Your instructions → Your answer should consist of each line below that includes the word "push".

Data for this exercise →
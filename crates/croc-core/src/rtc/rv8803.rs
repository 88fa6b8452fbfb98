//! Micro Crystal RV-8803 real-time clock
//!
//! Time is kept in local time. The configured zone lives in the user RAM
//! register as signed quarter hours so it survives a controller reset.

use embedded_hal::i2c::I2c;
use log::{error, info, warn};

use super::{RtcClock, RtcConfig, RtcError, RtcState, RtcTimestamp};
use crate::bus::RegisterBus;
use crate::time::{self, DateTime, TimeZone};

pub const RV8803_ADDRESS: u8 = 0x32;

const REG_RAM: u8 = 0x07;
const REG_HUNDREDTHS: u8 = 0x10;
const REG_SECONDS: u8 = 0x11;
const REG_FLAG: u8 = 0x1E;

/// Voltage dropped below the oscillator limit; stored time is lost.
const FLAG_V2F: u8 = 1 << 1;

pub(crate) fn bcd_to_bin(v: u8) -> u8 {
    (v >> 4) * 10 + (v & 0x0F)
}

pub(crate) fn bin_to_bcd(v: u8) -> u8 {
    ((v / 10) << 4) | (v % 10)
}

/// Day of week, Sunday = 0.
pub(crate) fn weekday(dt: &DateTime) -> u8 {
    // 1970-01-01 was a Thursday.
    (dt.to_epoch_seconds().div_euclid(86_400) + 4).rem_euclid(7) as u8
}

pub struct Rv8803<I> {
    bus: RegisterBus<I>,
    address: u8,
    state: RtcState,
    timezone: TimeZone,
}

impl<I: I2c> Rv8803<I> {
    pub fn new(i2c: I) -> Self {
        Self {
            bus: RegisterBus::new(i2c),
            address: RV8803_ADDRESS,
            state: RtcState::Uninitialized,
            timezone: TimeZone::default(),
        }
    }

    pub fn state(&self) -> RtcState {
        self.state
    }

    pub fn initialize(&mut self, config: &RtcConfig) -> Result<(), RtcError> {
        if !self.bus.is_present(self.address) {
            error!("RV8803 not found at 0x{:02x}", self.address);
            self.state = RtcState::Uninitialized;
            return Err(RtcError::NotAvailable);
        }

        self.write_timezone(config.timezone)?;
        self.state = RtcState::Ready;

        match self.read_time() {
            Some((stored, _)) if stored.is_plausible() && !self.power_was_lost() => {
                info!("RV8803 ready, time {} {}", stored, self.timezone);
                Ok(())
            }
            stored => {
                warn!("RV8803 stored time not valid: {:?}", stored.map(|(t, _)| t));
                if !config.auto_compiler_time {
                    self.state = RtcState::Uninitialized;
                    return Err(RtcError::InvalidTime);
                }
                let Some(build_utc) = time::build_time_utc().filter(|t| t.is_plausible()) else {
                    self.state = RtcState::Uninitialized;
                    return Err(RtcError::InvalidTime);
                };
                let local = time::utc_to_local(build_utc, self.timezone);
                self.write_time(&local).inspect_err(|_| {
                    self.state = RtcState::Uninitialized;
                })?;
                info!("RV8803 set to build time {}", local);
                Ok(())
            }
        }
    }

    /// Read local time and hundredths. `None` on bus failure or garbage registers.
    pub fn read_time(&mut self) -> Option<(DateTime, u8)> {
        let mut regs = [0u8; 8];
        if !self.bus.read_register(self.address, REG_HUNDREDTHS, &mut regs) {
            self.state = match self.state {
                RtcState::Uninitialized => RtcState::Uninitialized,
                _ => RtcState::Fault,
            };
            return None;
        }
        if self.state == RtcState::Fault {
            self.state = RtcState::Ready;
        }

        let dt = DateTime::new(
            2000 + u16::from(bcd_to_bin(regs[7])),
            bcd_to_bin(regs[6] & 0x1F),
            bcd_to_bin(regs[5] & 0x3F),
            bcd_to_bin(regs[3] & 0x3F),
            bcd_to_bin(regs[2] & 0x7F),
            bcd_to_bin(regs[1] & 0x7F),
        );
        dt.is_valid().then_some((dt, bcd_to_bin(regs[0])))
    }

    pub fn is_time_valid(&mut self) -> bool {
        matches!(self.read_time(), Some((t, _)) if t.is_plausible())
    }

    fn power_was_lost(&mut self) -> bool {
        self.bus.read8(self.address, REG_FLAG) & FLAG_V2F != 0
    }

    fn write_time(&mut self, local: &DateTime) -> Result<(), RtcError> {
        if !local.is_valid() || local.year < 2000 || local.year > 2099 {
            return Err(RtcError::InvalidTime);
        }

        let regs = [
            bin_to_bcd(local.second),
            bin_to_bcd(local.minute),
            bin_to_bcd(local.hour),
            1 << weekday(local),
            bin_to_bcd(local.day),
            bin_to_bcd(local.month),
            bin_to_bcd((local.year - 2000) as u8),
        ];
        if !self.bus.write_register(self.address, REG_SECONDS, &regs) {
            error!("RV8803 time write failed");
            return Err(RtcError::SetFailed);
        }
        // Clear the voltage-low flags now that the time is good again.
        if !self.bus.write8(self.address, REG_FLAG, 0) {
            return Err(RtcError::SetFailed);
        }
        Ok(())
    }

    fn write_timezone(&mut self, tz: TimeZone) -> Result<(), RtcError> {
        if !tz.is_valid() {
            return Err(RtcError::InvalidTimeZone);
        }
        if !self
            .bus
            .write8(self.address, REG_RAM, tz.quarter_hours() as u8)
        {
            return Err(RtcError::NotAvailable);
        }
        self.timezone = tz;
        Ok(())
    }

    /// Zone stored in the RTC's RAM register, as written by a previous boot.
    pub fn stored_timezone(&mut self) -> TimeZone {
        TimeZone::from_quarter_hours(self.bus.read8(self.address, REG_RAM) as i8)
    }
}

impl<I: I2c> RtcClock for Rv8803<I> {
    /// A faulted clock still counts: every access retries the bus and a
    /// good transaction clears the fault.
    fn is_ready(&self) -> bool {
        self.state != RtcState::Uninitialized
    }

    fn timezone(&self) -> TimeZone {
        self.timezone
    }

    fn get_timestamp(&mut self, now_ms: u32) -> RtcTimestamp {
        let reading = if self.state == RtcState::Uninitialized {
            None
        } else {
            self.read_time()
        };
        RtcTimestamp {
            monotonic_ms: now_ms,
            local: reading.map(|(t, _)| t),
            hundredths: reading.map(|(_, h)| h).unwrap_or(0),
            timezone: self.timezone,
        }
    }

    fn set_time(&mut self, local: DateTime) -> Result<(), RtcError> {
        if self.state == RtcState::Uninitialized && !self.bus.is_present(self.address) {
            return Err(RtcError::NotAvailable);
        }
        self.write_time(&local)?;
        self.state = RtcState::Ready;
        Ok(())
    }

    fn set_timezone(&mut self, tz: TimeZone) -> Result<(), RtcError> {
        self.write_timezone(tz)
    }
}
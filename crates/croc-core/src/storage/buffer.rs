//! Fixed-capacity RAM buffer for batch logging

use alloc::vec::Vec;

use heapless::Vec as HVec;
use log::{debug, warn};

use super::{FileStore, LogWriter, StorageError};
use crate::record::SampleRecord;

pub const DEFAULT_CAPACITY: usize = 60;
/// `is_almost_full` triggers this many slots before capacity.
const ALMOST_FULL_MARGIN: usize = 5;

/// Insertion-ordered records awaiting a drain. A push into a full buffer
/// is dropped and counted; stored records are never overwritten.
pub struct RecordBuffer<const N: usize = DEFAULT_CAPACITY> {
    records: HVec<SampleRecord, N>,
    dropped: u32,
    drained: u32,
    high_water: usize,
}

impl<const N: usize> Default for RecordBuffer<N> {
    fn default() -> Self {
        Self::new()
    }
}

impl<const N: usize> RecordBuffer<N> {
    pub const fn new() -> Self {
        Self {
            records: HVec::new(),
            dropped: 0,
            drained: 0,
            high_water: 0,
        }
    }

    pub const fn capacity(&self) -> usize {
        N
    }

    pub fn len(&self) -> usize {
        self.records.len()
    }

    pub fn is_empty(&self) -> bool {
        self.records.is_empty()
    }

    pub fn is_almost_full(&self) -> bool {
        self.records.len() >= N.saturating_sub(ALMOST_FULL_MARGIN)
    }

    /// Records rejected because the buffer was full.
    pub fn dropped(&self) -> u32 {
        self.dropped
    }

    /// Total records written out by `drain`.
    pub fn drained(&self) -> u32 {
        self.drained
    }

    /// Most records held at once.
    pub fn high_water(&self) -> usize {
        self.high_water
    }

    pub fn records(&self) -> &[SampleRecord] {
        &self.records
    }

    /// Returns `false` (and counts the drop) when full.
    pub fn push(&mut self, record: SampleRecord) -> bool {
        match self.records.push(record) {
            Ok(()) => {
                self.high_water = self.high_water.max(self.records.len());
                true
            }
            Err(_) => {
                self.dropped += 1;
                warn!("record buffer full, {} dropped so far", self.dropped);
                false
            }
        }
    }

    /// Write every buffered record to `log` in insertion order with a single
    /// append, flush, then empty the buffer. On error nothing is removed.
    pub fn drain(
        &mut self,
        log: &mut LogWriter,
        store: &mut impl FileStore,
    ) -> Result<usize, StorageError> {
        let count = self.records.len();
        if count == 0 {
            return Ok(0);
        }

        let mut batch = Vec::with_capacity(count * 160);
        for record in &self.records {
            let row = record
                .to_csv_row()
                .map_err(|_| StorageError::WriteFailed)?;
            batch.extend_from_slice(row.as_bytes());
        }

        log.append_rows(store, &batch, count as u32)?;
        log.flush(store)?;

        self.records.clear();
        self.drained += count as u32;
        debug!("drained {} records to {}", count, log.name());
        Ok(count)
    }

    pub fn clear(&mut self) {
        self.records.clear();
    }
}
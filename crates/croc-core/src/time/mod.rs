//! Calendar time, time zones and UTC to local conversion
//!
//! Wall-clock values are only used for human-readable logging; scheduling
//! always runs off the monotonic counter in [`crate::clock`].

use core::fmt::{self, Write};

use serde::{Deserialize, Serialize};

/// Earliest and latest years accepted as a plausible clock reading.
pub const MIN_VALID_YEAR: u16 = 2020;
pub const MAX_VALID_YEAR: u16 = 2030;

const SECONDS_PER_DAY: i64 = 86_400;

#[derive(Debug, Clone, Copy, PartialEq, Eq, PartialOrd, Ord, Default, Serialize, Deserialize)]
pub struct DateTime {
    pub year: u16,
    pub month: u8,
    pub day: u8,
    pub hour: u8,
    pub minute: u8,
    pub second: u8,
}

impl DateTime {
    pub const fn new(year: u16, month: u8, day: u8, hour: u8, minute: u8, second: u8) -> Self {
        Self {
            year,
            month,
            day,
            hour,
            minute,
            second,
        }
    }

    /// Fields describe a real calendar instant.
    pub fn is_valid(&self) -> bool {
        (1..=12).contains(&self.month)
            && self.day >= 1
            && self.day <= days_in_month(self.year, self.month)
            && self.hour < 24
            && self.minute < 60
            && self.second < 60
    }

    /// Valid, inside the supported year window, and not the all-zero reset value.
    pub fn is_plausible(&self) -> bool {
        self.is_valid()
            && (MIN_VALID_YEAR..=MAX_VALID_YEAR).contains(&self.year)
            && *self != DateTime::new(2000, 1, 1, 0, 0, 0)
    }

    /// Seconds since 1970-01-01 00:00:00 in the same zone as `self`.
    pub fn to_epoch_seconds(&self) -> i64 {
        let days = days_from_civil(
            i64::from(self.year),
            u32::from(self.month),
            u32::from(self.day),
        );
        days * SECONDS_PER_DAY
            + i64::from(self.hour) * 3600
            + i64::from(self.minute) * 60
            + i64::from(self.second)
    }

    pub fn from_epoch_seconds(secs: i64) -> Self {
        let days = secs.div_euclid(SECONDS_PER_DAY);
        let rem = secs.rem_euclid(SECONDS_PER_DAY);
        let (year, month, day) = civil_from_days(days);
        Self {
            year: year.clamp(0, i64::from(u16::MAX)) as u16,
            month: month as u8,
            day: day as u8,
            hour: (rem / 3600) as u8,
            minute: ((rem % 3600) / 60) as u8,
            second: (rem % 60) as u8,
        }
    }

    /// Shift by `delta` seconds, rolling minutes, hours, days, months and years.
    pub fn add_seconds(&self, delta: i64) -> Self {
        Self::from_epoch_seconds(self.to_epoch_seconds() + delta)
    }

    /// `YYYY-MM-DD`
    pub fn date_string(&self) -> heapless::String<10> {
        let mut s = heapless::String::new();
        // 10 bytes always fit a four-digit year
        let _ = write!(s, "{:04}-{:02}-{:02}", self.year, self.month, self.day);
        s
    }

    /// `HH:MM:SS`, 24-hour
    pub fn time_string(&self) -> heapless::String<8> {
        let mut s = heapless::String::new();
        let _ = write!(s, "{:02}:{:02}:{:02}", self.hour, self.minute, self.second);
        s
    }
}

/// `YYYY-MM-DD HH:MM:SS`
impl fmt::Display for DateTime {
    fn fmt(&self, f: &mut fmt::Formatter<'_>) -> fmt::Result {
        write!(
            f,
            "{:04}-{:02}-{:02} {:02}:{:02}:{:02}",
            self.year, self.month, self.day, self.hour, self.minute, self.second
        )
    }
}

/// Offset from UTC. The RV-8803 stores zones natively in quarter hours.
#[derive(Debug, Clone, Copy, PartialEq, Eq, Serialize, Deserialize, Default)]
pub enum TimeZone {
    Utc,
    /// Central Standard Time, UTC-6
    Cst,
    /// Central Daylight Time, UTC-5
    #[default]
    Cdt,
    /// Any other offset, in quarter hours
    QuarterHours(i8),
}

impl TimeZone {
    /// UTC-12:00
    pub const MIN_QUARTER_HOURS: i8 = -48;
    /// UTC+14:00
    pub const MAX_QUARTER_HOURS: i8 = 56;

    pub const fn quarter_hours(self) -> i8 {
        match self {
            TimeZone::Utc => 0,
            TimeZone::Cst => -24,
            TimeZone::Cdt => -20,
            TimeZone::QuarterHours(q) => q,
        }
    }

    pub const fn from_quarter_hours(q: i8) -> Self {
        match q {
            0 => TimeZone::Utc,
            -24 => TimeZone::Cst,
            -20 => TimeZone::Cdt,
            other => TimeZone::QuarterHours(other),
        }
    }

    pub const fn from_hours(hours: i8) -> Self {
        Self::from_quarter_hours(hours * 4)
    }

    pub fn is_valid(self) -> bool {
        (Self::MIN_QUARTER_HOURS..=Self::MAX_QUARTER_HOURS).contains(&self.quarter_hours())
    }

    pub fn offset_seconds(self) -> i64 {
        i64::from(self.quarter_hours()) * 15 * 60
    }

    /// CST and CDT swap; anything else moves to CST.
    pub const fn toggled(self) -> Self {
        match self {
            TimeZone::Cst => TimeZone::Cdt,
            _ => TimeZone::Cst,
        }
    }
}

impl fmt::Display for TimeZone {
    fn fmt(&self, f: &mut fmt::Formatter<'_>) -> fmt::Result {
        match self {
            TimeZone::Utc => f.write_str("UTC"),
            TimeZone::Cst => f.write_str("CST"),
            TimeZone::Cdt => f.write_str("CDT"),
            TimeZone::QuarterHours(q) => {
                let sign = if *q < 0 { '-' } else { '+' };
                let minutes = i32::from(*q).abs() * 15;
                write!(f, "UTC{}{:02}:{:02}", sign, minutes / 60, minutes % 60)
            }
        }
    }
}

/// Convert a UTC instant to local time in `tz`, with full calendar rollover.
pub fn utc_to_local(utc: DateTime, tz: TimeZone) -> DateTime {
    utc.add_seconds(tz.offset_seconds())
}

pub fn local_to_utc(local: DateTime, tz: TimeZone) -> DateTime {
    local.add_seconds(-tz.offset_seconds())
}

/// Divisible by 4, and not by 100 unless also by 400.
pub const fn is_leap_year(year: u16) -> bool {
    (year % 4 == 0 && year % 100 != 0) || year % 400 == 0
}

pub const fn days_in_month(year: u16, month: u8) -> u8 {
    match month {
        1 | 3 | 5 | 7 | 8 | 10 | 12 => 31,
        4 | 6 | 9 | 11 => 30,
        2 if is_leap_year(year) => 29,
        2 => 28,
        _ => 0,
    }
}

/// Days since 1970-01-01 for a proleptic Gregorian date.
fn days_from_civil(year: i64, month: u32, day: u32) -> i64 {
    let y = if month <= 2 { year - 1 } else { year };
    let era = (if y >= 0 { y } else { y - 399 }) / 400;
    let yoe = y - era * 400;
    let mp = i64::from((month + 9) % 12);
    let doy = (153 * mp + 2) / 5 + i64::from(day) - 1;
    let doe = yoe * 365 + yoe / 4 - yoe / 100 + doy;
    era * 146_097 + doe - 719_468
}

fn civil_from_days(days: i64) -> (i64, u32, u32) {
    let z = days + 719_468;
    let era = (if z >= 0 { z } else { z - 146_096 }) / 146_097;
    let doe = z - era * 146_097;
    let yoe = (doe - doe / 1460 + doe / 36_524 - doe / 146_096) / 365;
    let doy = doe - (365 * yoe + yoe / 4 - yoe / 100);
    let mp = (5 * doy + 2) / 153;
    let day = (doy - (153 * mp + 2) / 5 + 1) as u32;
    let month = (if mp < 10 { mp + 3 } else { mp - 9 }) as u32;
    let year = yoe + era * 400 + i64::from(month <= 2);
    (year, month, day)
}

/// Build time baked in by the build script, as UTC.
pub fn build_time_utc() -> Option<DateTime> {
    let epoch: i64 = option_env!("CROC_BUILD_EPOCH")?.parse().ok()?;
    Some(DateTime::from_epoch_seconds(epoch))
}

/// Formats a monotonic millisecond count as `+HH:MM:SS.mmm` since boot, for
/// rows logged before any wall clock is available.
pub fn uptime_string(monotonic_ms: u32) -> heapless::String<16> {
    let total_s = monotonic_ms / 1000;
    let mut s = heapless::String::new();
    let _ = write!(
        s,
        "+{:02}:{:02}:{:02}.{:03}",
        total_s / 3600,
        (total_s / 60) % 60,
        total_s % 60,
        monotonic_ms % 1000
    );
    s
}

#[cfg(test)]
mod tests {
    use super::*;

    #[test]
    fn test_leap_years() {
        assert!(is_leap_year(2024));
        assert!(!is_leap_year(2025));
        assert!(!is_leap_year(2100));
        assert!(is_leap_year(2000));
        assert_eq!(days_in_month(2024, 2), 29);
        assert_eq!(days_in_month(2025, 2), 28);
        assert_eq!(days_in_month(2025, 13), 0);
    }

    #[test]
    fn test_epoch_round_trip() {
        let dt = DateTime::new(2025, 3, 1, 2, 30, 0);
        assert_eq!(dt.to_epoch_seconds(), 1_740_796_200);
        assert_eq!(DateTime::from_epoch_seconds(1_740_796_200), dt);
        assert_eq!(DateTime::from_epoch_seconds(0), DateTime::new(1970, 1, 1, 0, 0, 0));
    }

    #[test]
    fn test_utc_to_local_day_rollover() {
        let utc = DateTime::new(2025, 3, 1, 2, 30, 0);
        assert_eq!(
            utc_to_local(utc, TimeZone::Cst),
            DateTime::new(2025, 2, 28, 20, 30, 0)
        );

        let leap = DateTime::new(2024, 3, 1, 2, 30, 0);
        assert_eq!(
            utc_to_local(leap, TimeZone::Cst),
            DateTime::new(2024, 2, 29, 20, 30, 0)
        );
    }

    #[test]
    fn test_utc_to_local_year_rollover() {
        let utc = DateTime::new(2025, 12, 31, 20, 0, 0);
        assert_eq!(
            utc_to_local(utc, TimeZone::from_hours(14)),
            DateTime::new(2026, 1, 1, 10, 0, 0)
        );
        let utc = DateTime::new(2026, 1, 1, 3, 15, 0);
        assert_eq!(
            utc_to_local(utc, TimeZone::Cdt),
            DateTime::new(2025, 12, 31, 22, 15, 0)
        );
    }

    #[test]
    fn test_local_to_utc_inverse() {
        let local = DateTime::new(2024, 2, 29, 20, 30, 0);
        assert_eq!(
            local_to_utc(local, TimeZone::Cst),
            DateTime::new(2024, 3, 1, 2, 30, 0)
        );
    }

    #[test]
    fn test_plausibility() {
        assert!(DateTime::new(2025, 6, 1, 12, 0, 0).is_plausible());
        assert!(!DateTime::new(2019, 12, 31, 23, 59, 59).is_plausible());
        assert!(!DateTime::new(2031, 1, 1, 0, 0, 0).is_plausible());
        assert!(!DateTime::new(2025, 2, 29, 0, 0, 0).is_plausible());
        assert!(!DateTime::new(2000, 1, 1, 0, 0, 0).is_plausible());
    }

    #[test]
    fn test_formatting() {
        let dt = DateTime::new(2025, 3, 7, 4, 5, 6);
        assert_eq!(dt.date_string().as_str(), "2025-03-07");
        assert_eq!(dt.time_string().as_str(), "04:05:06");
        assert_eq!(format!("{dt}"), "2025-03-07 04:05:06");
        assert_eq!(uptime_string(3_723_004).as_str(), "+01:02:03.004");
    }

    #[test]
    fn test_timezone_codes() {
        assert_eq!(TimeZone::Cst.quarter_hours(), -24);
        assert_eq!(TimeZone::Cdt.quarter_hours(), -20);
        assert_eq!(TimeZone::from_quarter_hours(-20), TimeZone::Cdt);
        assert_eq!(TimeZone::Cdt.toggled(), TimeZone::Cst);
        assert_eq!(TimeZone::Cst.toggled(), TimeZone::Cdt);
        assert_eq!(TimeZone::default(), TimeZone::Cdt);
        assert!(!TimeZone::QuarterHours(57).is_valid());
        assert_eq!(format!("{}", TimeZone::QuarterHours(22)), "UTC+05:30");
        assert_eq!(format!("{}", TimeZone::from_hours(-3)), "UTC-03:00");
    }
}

Result →
/// Insertion-ordered records awaiting a drain. A push into a full buffer
    pub fn push(&mut self, record: SampleRecord) -> bool {
        match self.records.push(record) {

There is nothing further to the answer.